To "go ugly" as a homebuyer, you will have to be prepared to tolerate unorthodox layouts, looks and configurations. Here are a few of the home types that fit the 'ugly' bill and could save you money on yours:
Flat Out: Most of the home buying public runs a mile from homes with flat roofs because of what is largely a myth about leaking. Most modern apartment blocks have them without issue. Flat roof homes from the 1970s and 1980s are particularly out of favour but the sheer value to be had can be enormous.
An estate in Dublin 24 has recently seen four-bed flat roof homes within walking of the Luas sell between €200,000 and €280,000. In the same area three-bed terraces are making €270,000. The flat tops rent for €2,200 per month. Long-time inhabitants who missed having an apex roof quite simply shelled out and had one added. Just for appearances. Exit Stage Left: Many buyers won't touch homes with recessed entrances to the side, which can mean the house ends up being far cheaper than a regular equivalent in the same location and size.

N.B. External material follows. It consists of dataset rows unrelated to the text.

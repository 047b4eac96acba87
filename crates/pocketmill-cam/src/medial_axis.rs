//! Medial-axis extraction via Voronoi edge filtering.
//!
//! Region boundaries are sampled into a dense point cloud; the Voronoi
//! diagram of that cloud approximates the medial axis. Edges kept are those
//! lying fully inside the outline and outside every island.

use pocketmill_core::{Line, Point, Region};
use spade::handles::VoronoiVertex;
use spade::{DelaunayTriangulation, Point2, Triangulation};
use tracing::debug;

use crate::error::PocketError;

/// Padding applied around the sample cloud's bounding box.
pub(crate) const VORONOI_MARGIN: f64 = 1.0;

/// Reject skeleton segments whose interior crosses a boundary curve. Catches
/// concave-outline edge cases at extra cost; off by default.
const ANALYZE_INNER_INTERSECTIONS: bool = false;

/// Extracts the inner medial-axis segments of `region`.
///
/// Boundaries are sampled at `cutter_radius / 10`. The single bottommost
/// sample (ties broken by the leftmost) is nudged down by `tolerance` before
/// diagram construction: sweep-line Voronoi builders are sensitive to the
/// first sites the sweep encounters, and a distinct bottom point keeps the
/// partitioning sane. Numerical workaround only, no geometric meaning.
pub(crate) fn extract_segments(
    region: &Region,
    cutter_radius: f64,
    tolerance: f64,
) -> Result<Vec<Line>, PocketError> {
    let step = cutter_radius / 10.0;

    let mut points = region.outline().sample_evenly(step);
    for island in region.islands() {
        points.extend(island.sample_evenly(step));
    }
    debug!("sampled {} boundary points", points.len());

    if points.is_empty() {
        return Err(PocketError::SkeletonConstruction(
            "region boundary produced no samples".to_string(),
        ));
    }

    let mut hack_idx = 0;
    for (i, p) in points.iter().enumerate() {
        let h = &points[hack_idx];
        if p.y < h.y || (p.y == h.y && p.x < h.x) {
            hack_idx = i;
        }
    }
    points[hack_idx].y -= tolerance;

    let mut min_x = f64::MAX;
    let mut min_y = f64::MAX;
    let mut max_x = f64::MIN;
    let mut max_y = f64::MIN;
    for p in &points {
        min_x = min_x.min(p.x);
        min_y = min_y.min(p.y);
        max_x = max_x.max(p.x);
        max_y = max_y.max(p.y);
    }
    min_x -= VORONOI_MARGIN;
    min_y -= VORONOI_MARGIN;
    max_x += VORONOI_MARGIN;
    max_y += VORONOI_MARGIN;

    let mut triangulation: DelaunayTriangulation<Point2<f64>> = DelaunayTriangulation::new();
    for p in &points {
        triangulation
            .insert(Point2::new(p.x, p.y))
            .map_err(|e| PocketError::Voronoi(format!("{e:?}")))?;
    }

    let in_box = |p: &Point| p.x >= min_x && p.x <= max_x && p.y >= min_y && p.y <= max_y;

    let mut inner_segments = Vec::new();
    let mut edge_count = 0usize;
    for edge in triangulation.undirected_voronoi_edges() {
        edge_count += 1;
        let [start, end] = edge.vertices();
        let (VoronoiVertex::Inner(f1), VoronoiVertex::Inner(f2)) = (start, end) else {
            continue; // unbounded edge
        };
        let c1 = f1.circumcenter();
        let c2 = f2.circumcenter();
        let seg = Line::new(Point::new(c1.x, c1.y), Point::new(c2.x, c2.y));

        if seg.length() < tolerance {
            continue;
        }
        if !in_box(&seg.p1) || !in_box(&seg.p2) {
            continue;
        }
        if !region.contains_segment(&seg, tolerance, ANALYZE_INNER_INTERSECTIONS) {
            continue;
        }
        inner_segments.push(seg);
    }

    debug!(
        "voronoi partitioning completed: {} edges, {} inner segments",
        edge_count,
        inner_segments.len()
    );

    Ok(inner_segments)
}

#[cfg(test)]
mod tests {
    use super::*;
    use pocketmill_core::Contour;

    #[test]
    fn test_rectangle_skeleton_stays_inside() {
        let outline = Contour::rectangle(0.0, 0.0, 40.0, 20.0).unwrap();
        let region = Region::new(outline, Vec::new());
        let segments = extract_segments(&region, 1.5, 0.001).unwrap();

        assert!(!segments.is_empty());
        for seg in &segments {
            assert!(region.contains_point(&seg.p1));
            assert!(region.contains_point(&seg.p2));
            assert!(seg.length() >= 0.001);
        }
    }

    #[test]
    fn test_rectangle_skeleton_touches_long_axis() {
        let outline = Contour::rectangle(0.0, 0.0, 40.0, 20.0).unwrap();
        let region = Region::new(outline, Vec::new());
        let segments = extract_segments(&region, 1.5, 0.001).unwrap();

        // the central medial-axis segment of a rectangle runs along the
        // mid-height line
        let near_axis = segments
            .iter()
            .any(|seg| (seg.p1.y - 10.0).abs() < 1.0 && (seg.p2.y - 10.0).abs() < 1.0);
        assert!(near_axis);
    }

    #[test]
    fn test_island_excludes_segments() {
        let outline = Contour::rectangle(0.0, 0.0, 60.0, 60.0).unwrap();
        let island = Contour::rectangle(20.0, 20.0, 20.0, 20.0).unwrap();
        let region = Region::new(outline, vec![island.clone()]);
        let segments = extract_segments(&region, 1.5, 0.001).unwrap();

        assert!(!segments.is_empty());
        for seg in &segments {
            assert!(!island.contains_point(&seg.p1));
            assert!(!island.contains_point(&seg.p2));
        }
    }
}
//! Error types for pocket toolpath generation.

use thiserror::Error;

/// Errors related to pocketing parameter validation.
#[derive(Error, Debug)]
pub enum ParameterError {
    /// A parameter value is out of the valid range.
    #[error("Parameter '{name}' out of range: {value} (valid: {min}..{max})")]
    OutOfRange {
        name: String,
        value: f64,
        min: f64,
        max: f64,
    },

    /// A parameter value is invalid.
    #[error("Invalid value for '{name}': {reason}")]
    InvalidValue { name: String, reason: String },
}

/// Errors that can occur while generating a pocket toolpath.
#[derive(Error, Debug)]
pub enum PocketError {
    /// Invalid generator parameters.
    #[error("Parameter error: {0}")]
    Parameter(#[from] ParameterError),

    /// The Voronoi diagram of the boundary samples could not be built.
    #[error("Voronoi construction failed: {0}")]
    Voronoi(String),

    /// The medial-axis skeleton could not be turned into a branch tree.
    #[error("Skeleton construction failed: {0}")]
    SkeletonConstruction(String),
}

/// Result type alias for pocket generation.
pub type PocketResult<T> = Result<T, PocketError>;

Also, a popular build type for many years by the local authorities is the maisonette terrace which looks like a regular home until you go around the back (or front). It has a 'front' entrance on both sides with one to a downstairs home and the other leading to another upstairs.
Generally speaking this combo provides the equivalent of two decent two-bed apartments, one over the other. Buyers don't like them as much as apartments but they are usually better built with far more space for the money. Dirty Secret: Dirt is a great leveller and if you can find yourself a truly filthy property (in otherwise good condition) then you're likely to bag yourself a bargain. But I'm talking proper filth: sticky carpets, stained curtains and long term exposure to pet pee. Estate agents will tell you that for many buyers, deep dirt is actually a deal breaker. With an average semi, abject mankiness can knock €15k off the value when it might need just €3,000 spent.

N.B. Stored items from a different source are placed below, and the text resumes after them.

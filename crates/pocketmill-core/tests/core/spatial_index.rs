use pocketmill_core::spatial_index::{Bounds, SpatialIndex};

#[test]
fn test_bounds_creation() {
    let bounds = Bounds::new(0.0, 0.0, 10.0, 10.0);
    assert_eq!(bounds.min_x, 0.0);
    assert_eq!(bounds.max_x, 10.0);
    assert_eq!(bounds.width(), 10.0);
    assert_eq!(bounds.height(), 10.0);
}

#[test]
fn test_bounds_center() {
    let bounds = Bounds::new(0.0, 0.0, 10.0, 10.0);
    let (cx, cy) = bounds.center();
    assert_eq!(cx, 5.0);
    assert_eq!(cy, 5.0);
}

#[test]
fn test_bounds_contains_point() {
    let bounds = Bounds::new(0.0, 0.0, 10.0, 10.0);
    assert!(bounds.contains_point(5.0, 5.0));
    assert!(bounds.contains_point(0.0, 0.0));
    assert!(bounds.contains_point(10.0, 10.0));
    assert!(!bounds.contains_point(11.0, 5.0));
    assert!(!bounds.contains_point(5.0, -1.0));
}

#[test]
fn test_bounds_intersection() {
    let b1 = Bounds::new(0.0, 0.0, 10.0, 10.0);
    let b2 = Bounds::new(5.0, 5.0, 15.0, 15.0);
    let b3 = Bounds::new(20.0, 20.0, 30.0, 30.0);

    assert!(b1.intersects(&b2));
    assert!(b2.intersects(&b1));
    assert!(!b1.intersects(&b3));
}

#[test]
fn test_spatial_index_creation() {
    let index = SpatialIndex::new(Bounds::new(-100.0, -100.0, 100.0, 100.0), 8, 16);
    let stats = index.stats();
    assert_eq!(stats.total_items, 0);
}

#[test]
fn test_spatial_index_insert_and_query() {
    let mut index = SpatialIndex::new(Bounds::new(-100.0, -100.0, 100.0, 100.0), 8, 16);

    let bounds1 = Bounds::new(0.0, 0.0, 10.0, 10.0);
    let bounds2 = Bounds::new(5.0, 5.0, 15.0, 15.0);

    index.insert(0, &bounds1);
    index.insert(1, &bounds2);

    let results = index.query(&Bounds::new(7.0, 7.0, 12.0, 12.0));
    assert!(results.contains(&0));
    assert!(results.contains(&1));

    let off = index.query(&Bounds::new(50.0, 50.0, 60.0, 60.0));
    assert!(off.is_empty());
}

#[test]
fn test_spatial_index_query_point() {
    let mut index = SpatialIndex::new(Bounds::new(-100.0, -100.0, 100.0, 100.0), 8, 16);

    let bounds = Bounds::new(0.0, 0.0, 10.0, 10.0);
    index.insert(0, &bounds);

    let results = index.query_point(5.0, 5.0);
    assert!(results.contains(&0));

    let results2 = index.query_point(150.0, 150.0);
    assert!(!results2.contains(&0));
}

#[test]
fn test_spatial_index_split_keeps_items_reachable() {
    let mut index = SpatialIndex::new(Bounds::new(0.0, 0.0, 100.0, 100.0), 4, 8);

    for i in 0..100 {
        let x = (i % 10) as f64 * 10.0;
        let y = (i / 10) as f64 * 10.0;
        index.insert(i, &Bounds::new(x, y, x + 1.0, y + 1.0));
    }

    assert_eq!(index.stats().total_items, 100);
    for i in 0..100 {
        let x = (i % 10) as f64 * 10.0 + 0.5;
        let y = (i / 10) as f64 * 10.0 + 0.5;
        assert!(index.query_point(x, y).contains(&i), "item {} lost", i);
    }
}

#[test]
fn test_spatial_index_clear() {
    let mut index = SpatialIndex::new(Bounds::new(-100.0, -100.0, 100.0, 100.0), 8, 16);

    let bounds = Bounds::new(0.0, 0.0, 10.0, 10.0);
    index.insert(0, &bounds);
    assert!(!index.query_point(5.0, 5.0).is_empty());

    index.clear();
    assert!(index.query_point(5.0, 5.0).is_empty());
}

#[test]
fn test_spatial_index_item_outside_root_bounds() {
    let mut index = SpatialIndex::new(Bounds::new(0.0, 0.0, 10.0, 10.0), 8, 16);

    index.insert(7, &Bounds::new(20.0, 20.0, 25.0, 25.0));
    let results = index.query(&Bounds::new(19.0, 19.0, 26.0, 26.0));
    assert!(results.contains(&7));
}
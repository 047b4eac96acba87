//! Lead-in spiral generation.

use std::f64::consts::PI;

use pocketmill_core::{Point, RotationDirection};

/// Angular step of the tessellated spiral (5 degrees).
const ANGLE_STEP: f64 = PI / 36.0;

/// Builds a flat Archimedean spiral from `center` out to `target`.
///
/// The radius grows by `pitch` per revolution, so each winding engages at
/// most a pitch worth of fresh material. The spiral ends exactly at `target`
/// with its final heading matching the mill direction.
pub(crate) fn archimedean_spiral(
    center: Point,
    target: Point,
    pitch: f64,
    dir: RotationDirection,
) -> Vec<Point> {
    let r_end = center.distance_to(&target);
    if r_end < 1e-12 || pitch <= 0.0 {
        return vec![center, target];
    }

    let end_angle = (target.y - center.y).atan2(target.x - center.x);
    let turns = (r_end / pitch).ceil().max(1.0);
    let total_sweep = turns * 2.0 * PI;
    let steps = (total_sweep / ANGLE_STEP).ceil() as usize;

    let mut points = Vec::with_capacity(steps + 2);
    points.push(center);
    for i in 1..steps {
        let swept = total_sweep * i as f64 / steps as f64;
        let angle = match dir {
            RotationDirection::CounterClockwise => end_angle - total_sweep + swept,
            RotationDirection::Clockwise => end_angle + total_sweep - swept,
        };
        let r = r_end * swept / total_sweep;
        points.push(Point::new(
            center.x + r * angle.cos(),
            center.y + r * angle.sin(),
        ));
    }
    points.push(target);
    points
}
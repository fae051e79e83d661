//! Parsers for per-sample ribotricer output files.
//!
//! Two formats are read per sample:
//! - `*_bam_summary.txt`: a `summary:` block followed by a `length dist:` histogram
//! - `*_metagene_profiles_5p.tsv`: one metagene profile per fragment length
//!
//! Both parsers share [`SampleFileParser`] so the project loader can drive
//! either one from a manifest pointer column.

mod bam_summary;
mod metagene;

use std::path::Path;

use crate::error::Result;

pub use bam_summary::BamSummaryParser;
pub use metagene::MetageneProfileParser;

/// Trait for parsing one sample's pipeline output file.
///
/// # Example
/// ```ignore
/// pub struct MyFormatParser;
///
/// impl SampleFileParser for MyFormatParser {
///     type Output = MyData;
///     fn format_name(&self) -> &str { "my_format.tsv" }
///     fn parse(&self, path: &Path) -> Result<MyData> { /* ... */ }
/// }
/// ```
pub trait SampleFileParser {
    type Output;

    /// Human-readable name of the format (e.g., "bam_summary.txt")
    fn format_name(&self) -> &str;

    /// Parse the file; malformed content is a parse error, an unreadable file a resource error.
    fn parse(&self, path: &Path) -> Result<Self::Output>;
}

That 1970s House: While 1970s interiors are cool again, there hasn't been a rush to buy heavily styled structures of the era with smoked windows and car ports. Similarly 1980s "plastic" neo Georgian terraces have a look that buyers generally don't dash for. So once again, they can be cheaper. Fools Gold: The pyrite disaster saw homes in North Dublin, Kildare and Meath start to crack up because the expanding mineral was used in the aggregate deployed under the foundations. More than 20,000 properties were affected. Many buyers are now reluctant to acquire homes in pyrite estates. It means the price of those which have undergone the €70,000 rehabilitation process can be much lower, even despite the problem having been properly addressed. Clad in Value: Back to the 1970s and the craze for covering exteriors in the type of pave cladding made popular on Vera Duckworth's Coronation Street pad. It cost a fortune back in the day to put it up and today it costs a fortune to remove it. If you can tolerate the broken cream cracker look, you could save €30,000 on the price.
So if you're ever home hunting, it's profitable to remember that ugly is also in the eyes of the beholder.